Dataset items:
───

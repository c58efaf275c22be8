//! crates/vocab_reader_core/src/rewrite.rs
//!
//! Rewrites an article so that a reader's unfamiliar words appear in it, each
//! wrapped in `[...]` markers. The output is trusted as returned by the model;
//! only transport and contract failures are reported.

use std::collections::HashSet;
use std::sync::{Arc, LazyLock};

use regex::Regex;
use tracing::{error, info};

use crate::lexicon::normalize_word;
use crate::ports::{CompletionRequest, PortError, TextGenerationService};

const REWRITE_MAX_TOKENS: u32 = 2000;
const REWRITE_TEMPERATURE: f32 = 0.7;

const REWRITE_TEMPLATE: &str = r#"Rewrite the article below so that it uses {count} target {noun}: {words}

Rules:
1. Keep the overall meaning of the article.
2. Use every target word exactly once.
3. Keep the phrasing natural and the difficulty close to the original article.
4. Wrap every target word you use in square brackets, like [word].
   If a target word already appears in the original text, leave it where it is and only wrap it in brackets. Do not rewrite it or add it a second time.

Article:
{article}

Reply with the rewritten article only."#;

static MARKER: LazyLock<Regex> =
    LazyLock::new(|| Regex::new(r"\[([^\[\]]+)\]").expect("marker pattern is valid"));

/// The outcome of one rewrite. A failure keeps its error so the caller can fall
/// back to the original text and show a message.
#[derive(Debug, Clone, PartialEq)]
pub enum RewriteResult {
    Success { rewritten_text: String },
    Failure { error: PortError },
}

impl RewriteResult {
    pub fn is_success(&self) -> bool {
        matches!(self, RewriteResult::Success { .. })
    }

    pub fn rewritten_text(&self) -> Option<&str> {
        match self {
            RewriteResult::Success { rewritten_text } => Some(rewritten_text),
            RewriteResult::Failure { .. } => None,
        }
    }

    pub fn error(&self) -> Option<&PortError> {
        match self {
            RewriteResult::Failure { error } => Some(error),
            RewriteResult::Success { .. } => None,
        }
    }
}

/// Removes repeated target words, keeping first occurrences. Words are
/// compared by their normalized form, and words with no letters are dropped.
pub fn dedup_targets(target_words: &[String]) -> Vec<String> {
    let mut seen = HashSet::new();
    target_words
        .iter()
        .map(|w| w.trim())
        .filter(|w| {
            let key = normalize_word(w);
            !key.is_empty() && seen.insert(key)
        })
        .map(str::to_string)
        .collect()
}

pub fn build_rewrite_prompt(original_text: &str, target_words: &[String]) -> String {
    REWRITE_TEMPLATE
        .replace("{count}", &target_words.len().to_string())
        .replace("{noun}", if target_words.len() == 1 { "word" } else { "words" })
        .replace("{words}", &target_words.join(", "))
        .replace("{article}", original_text)
}

/// The words inside `[...]` markers, in order of appearance.
pub fn extract_highlighted_words(text: &str) -> Vec<String> {
    MARKER
        .captures_iter(text)
        .filter_map(|caps| caps.get(1).map(|m| m.as_str().to_string()))
        .collect()
}

/// Builds rewrite instructions and calls the text-generation backend.
#[derive(Clone)]
pub struct RewriteOrchestrator {
    service: Arc<dyn TextGenerationService>,
}

impl RewriteOrchestrator {
    pub fn new(service: Arc<dyn TextGenerationService>) -> Self {
        Self { service }
    }

    /// With no target words the original text comes back untouched and the
    /// backend is never called.
    pub async fn rewrite(&self, original_text: &str, target_words: &[String]) -> RewriteResult {
        let targets = dedup_targets(target_words);
        if targets.is_empty() {
            return RewriteResult::Success {
                rewritten_text: original_text.to_string(),
            };
        }

        if !self.service.is_configured() {
            error!("Rewrite requested but the generative backend has no credential.");
            return RewriteResult::Failure {
                error: PortError::Configuration(
                    "generative backend credential is not set".to_string(),
                ),
            };
        }

        info!(
            "Rewriting article ({} chars) with {} target words: {}",
            original_text.len(),
            targets.len(),
            targets.join(", ")
        );
        let request = CompletionRequest {
            model: self.service.rewrite_model().to_string(),
            prompt: build_rewrite_prompt(original_text, &targets),
            max_tokens: REWRITE_MAX_TOKENS,
            temperature: REWRITE_TEMPERATURE,
        };

        match self.service.complete(request).await {
            Ok(content) => {
                let rewritten_text = content.trim().to_string();
                if rewritten_text.is_empty() {
                    error!("Rewrite completion was empty.");
                    return RewriteResult::Failure {
                        error: PortError::MalformedResponse("empty rewrite".to_string()),
                    };
                }
                info!(
                    "Rewrite finished: {} chars, {} bracket markers",
                    rewritten_text.len(),
                    extract_highlighted_words(&rewritten_text).len()
                );
                RewriteResult::Success { rewritten_text }
            }
            Err(e) => {
                error!("Rewrite failed: {}", e);
                RewriteResult::Failure { error: e }
            }
        }
    }
}

#[cfg(test)]
mod tests {
    use super::*;
    use crate::ports::PortResult;
    use async_trait::async_trait;
    use std::sync::Mutex;

    #[test]
    fn prompt_names_count_words_rules_and_article() {
        let prompt = build_rewrite_prompt(
            "Cats run fast.",
            &["run".to_string(), "swift".to_string()],
        );
        assert!(prompt.contains("uses 2 target words: run, swift"));
        assert!(prompt.contains("Use every target word exactly once"));
        assert!(prompt.contains("Wrap every target word you use in square brackets"));
        assert!(prompt.contains("only wrap it in brackets"));
        assert!(prompt.contains("Article:\nCats run fast."));
    }

    #[test]
    fn targets_are_an_ordered_set() {
        let words: Vec<String> = ["Run", "fast", "run!", " ", "42", "FAST", "swift"]
            .iter()
            .map(|s| s.to_string())
            .collect();
        assert_eq!(dedup_targets(&words), vec!["Run", "fast", "swift"]);
    }

    #[test]
    fn a_single_target_word_reads_singular() {
        let prompt = build_rewrite_prompt("Cats run fast.", &["run".to_string()]);
        assert!(prompt.contains("uses 1 target word: run\n"));
    }

    #[test]
    fn extracts_marked_words_in_order() {
        assert_eq!(
            extract_highlighted_words("The [swift] fox [ran] past [ice cream]. [unclosed"),
            vec!["swift", "ran", "ice cream"]
        );
        assert!(extract_highlighted_words("no markers").is_empty());
    }

    struct CountingService {
        configured: bool,
        reply: PortResult<String>,
        requests: Mutex<Vec<CompletionRequest>>,
    }

    impl CountingService {
        fn replying(reply: PortResult<String>) -> Arc<Self> {
            Arc::new(Self {
                configured: true,
                reply,
                requests: Mutex::new(Vec::new()),
            })
        }

        fn calls(&self) -> usize {
            self.requests.lock().unwrap().len()
        }
    }

    #[async_trait]
    impl TextGenerationService for CountingService {
        fn lookup_model(&self) -> &str {
            "lookup-model"
        }
        fn rewrite_model(&self) -> &str {
            "rewrite-model"
        }
        fn is_configured(&self) -> bool {
            self.configured
        }
        async fn complete(&self, request: CompletionRequest) -> PortResult<String> {
            self.requests.lock().unwrap().push(request);
            self.reply.clone()
        }
    }

    fn targets(words: &[&str]) -> Vec<String> {
        words.iter().map(|s| s.to_string()).collect()
    }

    #[tokio::test]
    async fn no_targets_returns_the_original_without_a_call() {
        let service = CountingService::replying(Ok("unused".into()));
        let orchestrator = RewriteOrchestrator::new(service.clone());

        let result = orchestrator.rewrite("Cats run fast.", &targets(&[" ", "!"])).await;

        assert_eq!(
            result,
            RewriteResult::Success {
                rewritten_text: "Cats run fast.".into()
            }
        );
        assert_eq!(service.calls(), 0);
    }

    #[tokio::test]
    async fn sends_the_rewrite_prompt_and_trims_the_reply() {
        let service = CountingService::replying(Ok("  Cats [sprint] fast.\n".into()));
        let orchestrator = RewriteOrchestrator::new(service.clone());

        let result = orchestrator
            .rewrite("Cats run fast.", &targets(&["sprint", "Sprint!"]))
            .await;

        assert_eq!(result.rewritten_text(), Some("Cats [sprint] fast."));
        let requests = service.requests.lock().unwrap();
        assert_eq!(requests.len(), 1);
        assert_eq!(requests[0].model, "rewrite-model");
        assert_eq!(requests[0].max_tokens, REWRITE_MAX_TOKENS);
        assert!(requests[0].prompt.contains("uses 1 target word: sprint"));
    }

    #[tokio::test]
    async fn missing_credential_fails_before_any_request() {
        let service = Arc::new(CountingService {
            configured: false,
            reply: Ok("unused".into()),
            requests: Mutex::new(Vec::new()),
        });
        let orchestrator = RewriteOrchestrator::new(service.clone());

        let result = orchestrator.rewrite("Cats run fast.", &targets(&["sprint"])).await;

        assert!(matches!(result.error(), Some(PortError::Configuration(_))));
        assert_eq!(service.calls(), 0);
    }

    #[tokio::test]
    async fn blank_completion_is_malformed() {
        let service = CountingService::replying(Ok(" \n ".into()));
        let orchestrator = RewriteOrchestrator::new(service.clone());

        let result = orchestrator.rewrite("Cats run fast.", &targets(&["sprint"])).await;

        assert!(matches!(result.error(), Some(PortError::MalformedResponse(_))));
        assert_eq!(service.calls(), 1);
    }

    #[tokio::test]
    async fn backend_errors_pass_through() {
        let upstream = PortError::Upstream {
            status: Some(429),
            message: "rate limited".into(),
        };
        let service = CountingService::replying(Err(upstream.clone()));
        let orchestrator = RewriteOrchestrator::new(service);

        let result = orchestrator.rewrite("Cats run fast.", &targets(&["sprint"])).await;

        assert!(!result.is_success());
        assert_eq!(result.error(), Some(&upstream));
    }
}
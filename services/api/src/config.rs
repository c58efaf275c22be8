//! services/api/src/config.rs
//!
//! Defines the application's configuration structure and loading logic.
//!
//! All configuration is loaded from environment variables at startup. The `.env`
//! file is used for local development.

use std::net::SocketAddr;
use std::path::PathBuf;
use std::time::Duration;
use tracing::Level;

const DEFAULT_API_URL: &str = "https://api.openai.com/v1/chat/completions";
const DEFAULT_MODEL: &str = "gpt-3.5-turbo";

/// A custom error type for configuration loading failures.
#[derive(Debug, thiserror::Error)]
pub enum ConfigError {
    #[error("Invalid value for the environment variable {0}: {1}")]
    InvalidValue(String, String),
}

/// Which `Lexicon` strategy serves word lookups.
#[derive(Clone, Copy, Debug, PartialEq, Eq)]
pub enum LookupStrategy {
    Dataset,
    Generative,
}

/// Holds all configuration loaded from the environment at startup.
#[derive(Clone, Debug)]
pub struct Config {
    pub bind_address: SocketAddr,
    /// When absent, articles and words live in memory for the life of the process.
    pub database_url: Option<String>,
    pub log_level: Level,
    pub openai_api_key: Option<String>,
    pub openai_api_url: String,
    pub lookup_model: String,
    pub rewrite_model: String,
    pub lookup_strategy: LookupStrategy,
    pub dictionary_path: PathBuf,
    pub request_timeout: Duration,
    pub cors_origin: String,
}

impl Config {
    /// Loads configuration from environment variables.
    ///
    /// It will look for a `.env` file in the current directory for development,
    /// but this is skipped in test environments to ensure tests are hermetic.
    pub fn from_env() -> Result<Self, ConfigError> {
        // Only load from .env in non-test mode to avoid contamination.
        if !cfg!(test) {
            dotenvy::dotenv().ok();
        }
        Self::from_lookup(|name| std::env::var(name).ok())
    }

    /// Builds the configuration from any variable source.
    pub fn from_lookup(var: impl Fn(&str) -> Option<String>) -> Result<Self, ConfigError> {
        let or_default =
            |name: &str, default: &str| var(name).unwrap_or_else(|| default.to_string());

        // --- Server and Database Settings ---
        let bind_address_str = or_default("BIND_ADDRESS", "0.0.0.0:3000");
        let bind_address = bind_address_str.parse::<SocketAddr>().map_err(|e| {
            ConfigError::InvalidValue("BIND_ADDRESS".to_string(), e.to_string())
        })?;

        let database_url = var("DATABASE_URL").filter(|url| !url.trim().is_empty());

        let log_level_str = or_default("RUST_LOG", "INFO");
        let log_level = log_level_str.parse::<Level>().map_err(|_| {
            ConfigError::InvalidValue(
                "RUST_LOG".to_string(),
                format!("'{}' is not a valid log level", log_level_str),
            )
        })?;

        // --- Generative Backend (the key is optional) ---
        let openai_api_key = var("OPENAI_API_KEY").filter(|key| !key.trim().is_empty());
        let openai_api_url = or_default("OPENAI_API_URL", DEFAULT_API_URL);
        let lookup_model = or_default("LOOKUP_MODEL", DEFAULT_MODEL);
        let rewrite_model = or_default("REWRITE_MODEL", DEFAULT_MODEL);

        let timeout_str = or_default("REQUEST_TIMEOUT_SECS", "60");
        let request_timeout = timeout_str
            .parse::<u64>()
            .ok()
            .filter(|secs| *secs > 0)
            .map(Duration::from_secs)
            .ok_or_else(|| {
                ConfigError::InvalidValue(
                    "REQUEST_TIMEOUT_SECS".to_string(),
                    format!("'{}' is not a positive number of seconds", timeout_str),
                )
            })?;

        // --- Lexicon Settings ---
        let strategy_str = or_default("LOOKUP_STRATEGY", "dataset");
        let lookup_strategy = match strategy_str.to_lowercase().as_str() {
            "dataset" => LookupStrategy::Dataset,
            "generative" => LookupStrategy::Generative,
            other => {
                return Err(ConfigError::InvalidValue(
                    "LOOKUP_STRATEGY".to_string(),
                    format!("'{}' is neither 'dataset' nor 'generative'", other),
                ))
            }
        };
        let dictionary_path = PathBuf::from(or_default("DICTIONARY_PATH", "./ecdict.csv"));

        let cors_origin = or_default("CORS_ORIGIN", "http://localhost:5173");

        Ok(Self {
            bind_address,
            database_url,
            log_level,
            openai_api_key,
            openai_api_url,
            lookup_model,
            rewrite_model,
            lookup_strategy,
            dictionary_path,
            request_timeout,
            cors_origin,
        })
    }
}
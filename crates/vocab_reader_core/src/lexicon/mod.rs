//! crates/vocab_reader_core/src/lexicon/mod.rs
//!
//! Word lookup. Two interchangeable strategies implement the `Lexicon` port:
//! the bulk dataset (`DatasetLexicon`) and a generative lookup (`GenerativeLexicon`).
//! Which one serves readers is a deployment-time choice.

pub mod dataset;
pub mod generative;

pub use dataset::{DatasetLexicon, DictionaryIndex};
pub use generative::GenerativeLexicon;

/// Canonical form used for every lookup and de-duplication comparison:
/// trimmed, lowercased, with every non-letter character removed.
pub fn normalize_word(raw: &str) -> String {
    raw.trim()
        .chars()
        .filter(|c| c.is_alphabetic())
        .flat_map(char::to_lowercase)
        .collect()
}
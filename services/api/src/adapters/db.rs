//! services/api/src/adapters/db.rs
//!
//! This module contains the database adapter, which is the concrete implementation
//! of the `ArticleStore` and `UnfamiliarWordStore` ports from the `core` crate. It
//! handles all interactions with the PostgreSQL database using `sqlx`.

use async_trait::async_trait;
use chrono::{DateTime, Utc};
use sqlx::{FromRow, PgPool};
use tracing::info;
use uuid::Uuid;
use vocab_reader_core::domain::{Article, NewUnfamiliarWord, UnfamiliarWord};
use vocab_reader_core::lexicon::normalize_word;
use vocab_reader_core::ports::{ArticleStore, PortError, PortResult, UnfamiliarWordStore};

//=========================================================================================
// The Main Adapter Struct
//=========================================================================================

/// A database adapter that implements both storage ports.
#[derive(Clone)]
pub struct DbAdapter {
    pool: PgPool,
}

impl DbAdapter {
    /// Creates a new `DbAdapter`.
    pub fn new(pool: PgPool) -> Self {
        Self { pool }
    }

    /// A helper function to run database migrations at startup.
    pub async fn run_migrations(&self) -> Result<(), sqlx::migrate::MigrateError> {
        sqlx::migrate!("./migrations").run(&self.pool).await
    }
}

fn db_error(e: sqlx::Error) -> PortError {
    PortError::Unexpected(e.to_string())
}

/// Escapes `LIKE` wildcards so the search term matches literally.
fn contains_pattern(term: &str) -> String {
    let escaped = term
        .replace('\\', "\\\\")
        .replace('%', "\\%")
        .replace('_', "\\_");
    format!("%{}%", escaped)
}

//=========================================================================================
// "Impure" Database Record Structs
//=========================================================================================

#[derive(FromRow)]
struct ArticleRecord {
    id: Uuid,
    title: String,
    content: String,
    created_at: DateTime<Utc>,
    updated_at: DateTime<Utc>,
}
impl ArticleRecord {
    fn to_domain(self) -> Article {
        Article {
            id: self.id,
            title: self.title,
            content: self.content,
            created_at: self.created_at,
            updated_at: self.updated_at,
        }
    }
}

#[derive(FromRow)]
struct UnfamiliarWordRecord {
    id: Uuid,
    word: String,
    phonetic: Option<String>,
    definition: Option<String>,
    translation: Option<String>,
    created_at: DateTime<Utc>,
}
impl UnfamiliarWordRecord {
    fn to_domain(self) -> UnfamiliarWord {
        UnfamiliarWord {
            id: self.id,
            word: self.word,
            phonetic: self.phonetic,
            definition: self.definition,
            translation: self.translation,
            created_at: self.created_at,
        }
    }
}

//=========================================================================================
// `ArticleStore` Trait Implementation
//=========================================================================================

#[async_trait]
impl ArticleStore for DbAdapter {
    async fn get_article_by_id(&self, article_id: Uuid) -> PortResult<Article> {
        let record = sqlx::query_as::<_, ArticleRecord>(
            "SELECT id, title, content, created_at, updated_at FROM articles WHERE id = $1",
        )
        .bind(article_id)
        .fetch_one(&self.pool)
        .await
        .map_err(|e| match e {
            sqlx::Error::RowNotFound => {
                PortError::NotFound(format!("Article {} not found", article_id))
            }
            _ => db_error(e),
        })?;
        Ok(record.to_domain())
    }

    async fn list_articles(&self) -> PortResult<Vec<Article>> {
        let records = sqlx::query_as::<_, ArticleRecord>(
            "SELECT id, title, content, created_at, updated_at FROM articles ORDER BY created_at DESC",
        )
        .fetch_all(&self.pool)
        .await
        .map_err(db_error)?;
        Ok(records.into_iter().map(|r| r.to_domain()).collect())
    }

    async fn search_articles(&self, title_substring: &str) -> PortResult<Vec<Article>> {
        let records = sqlx::query_as::<_, ArticleRecord>(
            "SELECT id, title, content, created_at, updated_at FROM articles WHERE title ILIKE $1 ORDER BY created_at DESC",
        )
        .bind(contains_pattern(title_substring))
        .fetch_all(&self.pool)
        .await
        .map_err(db_error)?;
        Ok(records.into_iter().map(|r| r.to_domain()).collect())
    }

    async fn save_rewritten_article(&self, title: &str, content: &str) -> PortResult<Article> {
        let record = sqlx::query_as::<_, ArticleRecord>(
            "INSERT INTO articles (id, title, content) VALUES ($1, $2, $3) RETURNING id, title, content, created_at, updated_at",
        )
        .bind(Uuid::new_v4())
        .bind(title)
        .bind(content)
        .fetch_one(&self.pool)
        .await
        .map_err(db_error)?;
        info!("Saved article {} ('{}')", record.id, record.title);
        Ok(record.to_domain())
    }
}

//=========================================================================================
// `UnfamiliarWordStore` Trait Implementation
//=========================================================================================

#[async_trait]
impl UnfamiliarWordStore for DbAdapter {
    async fn add_unfamiliar_word(&self, word: NewUnfamiliarWord) -> PortResult<bool> {
        let normalized = normalize_word(&word.word);
        if normalized.is_empty() {
            return Ok(false);
        }
        let result = sqlx::query(
            "INSERT INTO unfamiliar_words (id, word, phonetic, definition, translation) VALUES ($1, $2, $3, $4, $5) ON CONFLICT (word) DO NOTHING",
        )
        .bind(Uuid::new_v4())
        .bind(&normalized)
        .bind(word.phonetic)
        .bind(word.definition)
        .bind(word.translation)
        .execute(&self.pool)
        .await
        .map_err(db_error)?;
        if result.rows_affected() == 0 {
            info!("'{}' is already in the collection", normalized);
        }
        Ok(true)
    }

    async fn list_unfamiliar_words(&self) -> PortResult<Vec<UnfamiliarWord>> {
        let records = sqlx::query_as::<_, UnfamiliarWordRecord>(
            "SELECT id, word, phonetic, definition, translation, created_at FROM unfamiliar_words ORDER BY created_at DESC",
        )
        .fetch_all(&self.pool)
        .await
        .map_err(db_error)?;
        Ok(records.into_iter().map(|r| r.to_domain()).collect())
    }

    async fn remove_unfamiliar_word(&self, word_id: Uuid) -> PortResult<bool> {
        let result = sqlx::query("DELETE FROM unfamiliar_words WHERE id = $1")
            .bind(word_id)
            .execute(&self.pool)
            .await
            .map_err(db_error)?;
        Ok(result.rows_affected() > 0)
    }
}

#[cfg(test)]
mod tests {
    use super::contains_pattern;

    #[test]
    fn search_terms_match_literally() {
        assert_eq!(contains_pattern("cat"), "%cat%");
        assert_eq!(contains_pattern("100%_done"), "%100\\%\\_done%");
    }
}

───

Work request:
Where in the records above does the word "noun" appear? Copy each line that holds it.

Exercise solution:
const REWRITE_TEMPLATE: &str = r#"Rewrite the article below so that it uses {count} target {noun}: {words}
        .replace("{noun}", if target_words.len() == 1 { "word" } else { "words" })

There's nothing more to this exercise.